How did people come up with the formula: $$PV = nRT = k_BT \qquad$$?
I see two possible ways:
1.) We did some measurements and defined $$kB:=\frac{PV}{T},$$ remarking that $\frac{PV}{T}$ is constant.
2.) We had $k_B$ from somewhere else, derived $PV$ must equal $k_BT$. Then we made some measurements and voila it seemed to be true.
3.) Neither of the two is true. If so please explain in detail, what happened.
Remark: Beside of this question I want to understand how people came up with the equipartition theorem. Assuming that we found the following formulas independently: $$(1)\ PV = k_BT \qquad (2)\ PV = \frac{2}{3}K \qquad with\ K\ the\ kinetic\ energy\ of\ the\ gas.$$ One could argue that we get $N\frac{3}{2}k_BT = K$, so there must be $\frac{1}{2}k_BT$ kinetic energy per molecule. And assuming only translation we get the equipartition theorem. Or probably this theory of mine is again false...

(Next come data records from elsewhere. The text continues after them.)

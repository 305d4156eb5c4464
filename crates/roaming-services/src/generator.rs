//! Call record synthesizer
//!
//! Walks a virtual clock across a historical window, placing random calls
//! between subscribers. Call gaps and call lengths are exponentially
//! distributed. A subscriber can only be party to one call at a time: an
//! attempt that involves a busy subscriber is dropped, not delayed.
//!
//! Records are accumulated in a [`CdrBatch`] and appended to the record store
//! whenever the batch fills, plus once more at the end of the run.

use chrono::{DateTime, Duration, Utc};
use rand::rngs::StdRng;
use rand::{Rng, SeedableRng};
use roaming_core::{
    config::GeneratorConfig,
    models::{CallDirection, Cdr, Subscriber},
    time::TimeWindow,
    traits::{CdrRepository, SubscriberRepository},
    AppError, AppResult,
};
use serde::Serialize;
use std::collections::{HashMap, HashSet};
use std::sync::Arc;
use tokio::sync::Mutex;
use tracing::{debug, error, info, instrument, warn};

/// Upper bound for the configured means, ten years in seconds
const MAX_MEAN_SECS: f64 = 315_360_000.0;

/// Largest batch a single insert can carry: Postgres caps a statement at
/// 65535 bind parameters and each record binds five
pub const MAX_BATCH_SIZE: usize = 65_535 / 5;

/// Counters reported by a generation run
#[derive(Debug, Clone, Copy, Default, PartialEq, Eq, Serialize)]
pub struct GenerationStats {
    /// Call attempts placed on the virtual clock
    pub attempts: u64,
    /// Attempts dropped because a party was already on a call
    pub dropped_busy: u64,
    /// Records appended to the store
    pub records: u64,
    /// Batches appended to the store
    pub batches: u64,
}

/// Pending records waiting to be appended
#[derive(Debug)]
pub struct CdrBatch {
    records: Vec<Cdr>,
    capacity: usize,
}

impl CdrBatch {
    pub fn new(capacity: usize) -> Self {
        Self {
            records: Vec::with_capacity(capacity),
            capacity,
        }
    }

    /// Add a record; returns true once the batch is full
    pub fn push(&mut self, cdr: Cdr) -> bool {
        self.records.push(cdr);
        self.is_full()
    }

    pub fn is_full(&self) -> bool {
        self.records.len() >= self.capacity
    }

    pub fn is_empty(&self) -> bool {
        self.records.is_empty()
    }

    pub fn len(&self) -> usize {
        self.records.len()
    }

    /// Append the pending records to the store and clear the batch
    ///
    /// An empty batch is not sent. On failure the records stay pending.
    pub async fn flush<C>(&mut self, store: &C) -> AppResult<usize>
    where
        C: CdrRepository + ?Sized,
    {
        if self.records.is_empty() {
            return Ok(0);
        }

        let written = store.append_batch(&self.records).await?;
        self.records.clear();
        Ok(written)
    }
}

/// Draw an exponentially distributed number of whole seconds
///
/// Uses inverse transform sampling: `-ln(1 - U) * mean` with `U` in `[0, 1)`.
pub fn exponential_seconds<R>(rng: &mut R, mean_secs: f64) -> i64
where
    R: Rng + ?Sized,
{
    let u: f64 = rng.gen();
    (-(1.0 - u).ln() * mean_secs) as i64
}

/// Synthesizes call records for the subscriber directory
pub struct CdrGenerator<S, C>
where
    S: SubscriberRepository + ?Sized,
    C: CdrRepository + ?Sized,
{
    subscribers: Arc<S>,
    cdrs: Arc<C>,
    config: GeneratorConfig,
    running: Mutex<()>,
}

impl<S, C> CdrGenerator<S, C>
where
    S: SubscriberRepository + ?Sized,
    C: CdrRepository + ?Sized,
{
    /// Create a new generator
    pub fn new(subscribers: Arc<S>, cdrs: Arc<C>, config: GeneratorConfig) -> Self {
        Self {
            subscribers,
            cdrs,
            config,
            running: Mutex::new(()),
        }
    }

    pub fn config(&self) -> &GeneratorConfig {
        &self.config
    }

    /// Generate the configured history ending now for every subscriber
    ///
    /// Only one run executes at a time; a concurrent trigger fails with
    /// [`AppError::Conflict`].
    #[instrument(skip(self))]
    pub async fn run_generation(&self) -> AppResult<GenerationStats> {
        let _guard = self.running.try_lock().map_err(|_| {
            warn!("Generation requested while a run is in progress");
            AppError::Conflict("CDR generation is already running".to_string())
        })?;

        let subscribers = self.subscribers.list_all().await?;
        let window = TimeWindow::months_ending_at(Utc::now(), self.config.window_months);

        let mut rng = match self.config.seed {
            Some(seed) => StdRng::seed_from_u64(seed),
            None => StdRng::from_entropy(),
        };

        self.generate_in_window(&subscribers, window, &mut rng).await
    }

    /// Generate records for `subscribers` with start times inside `window`
    ///
    /// Fails with [`AppError::Configuration`] before anything is persisted
    /// when fewer than two distinct numbers are available. A store failure
    /// ends the run; batches appended before it are kept.
    #[instrument(skip(self, subscribers, rng), fields(subscribers = subscribers.len()))]
    pub async fn generate_in_window<R>(
        &self,
        subscribers: &[Subscriber],
        window: TimeWindow,
        rng: &mut R,
    ) -> AppResult<GenerationStats>
    where
        R: Rng + ?Sized,
    {
        self.validate_settings()?;
        let numbers = distinct_numbers(subscribers)?;

        info!(
            "Generating CDRs for {} subscribers from {} to {}",
            numbers.len(),
            window.start,
            window.end
        );

        let mut stats = GenerationStats::default();
        let mut batch = CdrBatch::new(self.config.batch_size);
        let mut busy_until: HashMap<&str, DateTime<Utc>> = HashMap::new();
        let mut t = window.start;

        loop {
            let gap = exponential_seconds(rng, self.config.mean_interval_secs).max(1);
            t += Duration::seconds(gap);
            if t >= window.end {
                break;
            }
            stats.attempts += 1;

            let caller_idx = rng.gen_range(0..numbers.len());
            let mut callee_idx = rng.gen_range(0..numbers.len());
            while callee_idx == caller_idx {
                callee_idx = rng.gen_range(0..numbers.len());
            }
            let caller = numbers[caller_idx];
            let callee = numbers[callee_idx];

            let busy = [caller, callee]
                .iter()
                .any(|msisdn| busy_until.get(msisdn).is_some_and(|until| *until > t));
            if busy {
                stats.dropped_busy += 1;
                continue;
            }

            let duration = exponential_seconds(rng, self.config.mean_duration_secs).max(1);
            let end = t + Duration::seconds(duration);
            busy_until.insert(caller, end);
            busy_until.insert(callee, end);

            let direction = if rng.gen_bool(0.5) {
                CallDirection::Outgoing
            } else {
                CallDirection::Incoming
            };

            let cdr = Cdr::new(direction, caller, callee, t, end);
            debug_assert!(cdr.is_consistent());

            if batch.push(cdr) {
                self.flush(&mut batch, &mut stats).await?;
            }
        }

        self.flush(&mut batch, &mut stats).await?;

        info!(
            "Generation finished: {} records in {} batches, {} of {} attempts dropped as busy",
            stats.records, stats.batches, stats.dropped_busy, stats.attempts
        );

        Ok(stats)
    }

    async fn flush(&self, batch: &mut CdrBatch, stats: &mut GenerationStats) -> AppResult<()> {
        if batch.is_empty() {
            return Ok(());
        }

        let pending = batch.len();
        let written = batch.flush(self.cdrs.as_ref()).await.map_err(|e| {
            error!("Failed to persist batch of {} CDRs: {}", pending, e);
            e
        })?;

        stats.records += written as u64;
        stats.batches += 1;
        debug!("Persisted batch {} ({} CDRs)", stats.batches, written);

        Ok(())
    }

    fn validate_settings(&self) -> AppResult<()> {
        if self.config.batch_size == 0 || self.config.batch_size > MAX_BATCH_SIZE {
            return Err(AppError::Configuration(format!(
                "generator.batch_size must be in [1, {}], got {}",
                MAX_BATCH_SIZE, self.config.batch_size
            )));
        }

        for (name, mean) in [
            ("mean_interval_secs", self.config.mean_interval_secs),
            ("mean_duration_secs", self.config.mean_duration_secs),
        ] {
            if !(mean > 0.0 && mean <= MAX_MEAN_SECS) {
                return Err(AppError::Configuration(format!(
                    "generator.{} must be in (0, {}], got {}",
                    name, MAX_MEAN_SECS, mean
                )));
            }
        }

        Ok(())
    }
}

/// Unique subscriber numbers in directory order
fn distinct_numbers(subscribers: &[Subscriber]) -> AppResult<Vec<&str>> {
    if subscribers.is_empty() {
        return Err(AppError::Configuration(
            "subscriber directory is empty".to_string(),
        ));
    }

    let mut seen = HashSet::new();
    let numbers: Vec<&str> = subscribers
        .iter()
        .map(|s| s.msisdn.as_str())
        .filter(|msisdn| seen.insert(*msisdn))
        .collect();

    if numbers.len() < 2 {
        return Err(AppError::Configuration(
            "insufficient subscribers: at least 2 required".to_string(),
        ));
    }

    Ok(numbers)
}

I guess I kinda mix up some things a bit, but I think I made it clear what I want to understand.
Remark 2: It is important to me to understand how people came up with these ideas. It is interesting if you note that certain derivations come up with the same result and therefor confirm the idea, but what I actually want to know is, how those formulas where discovered in the first place.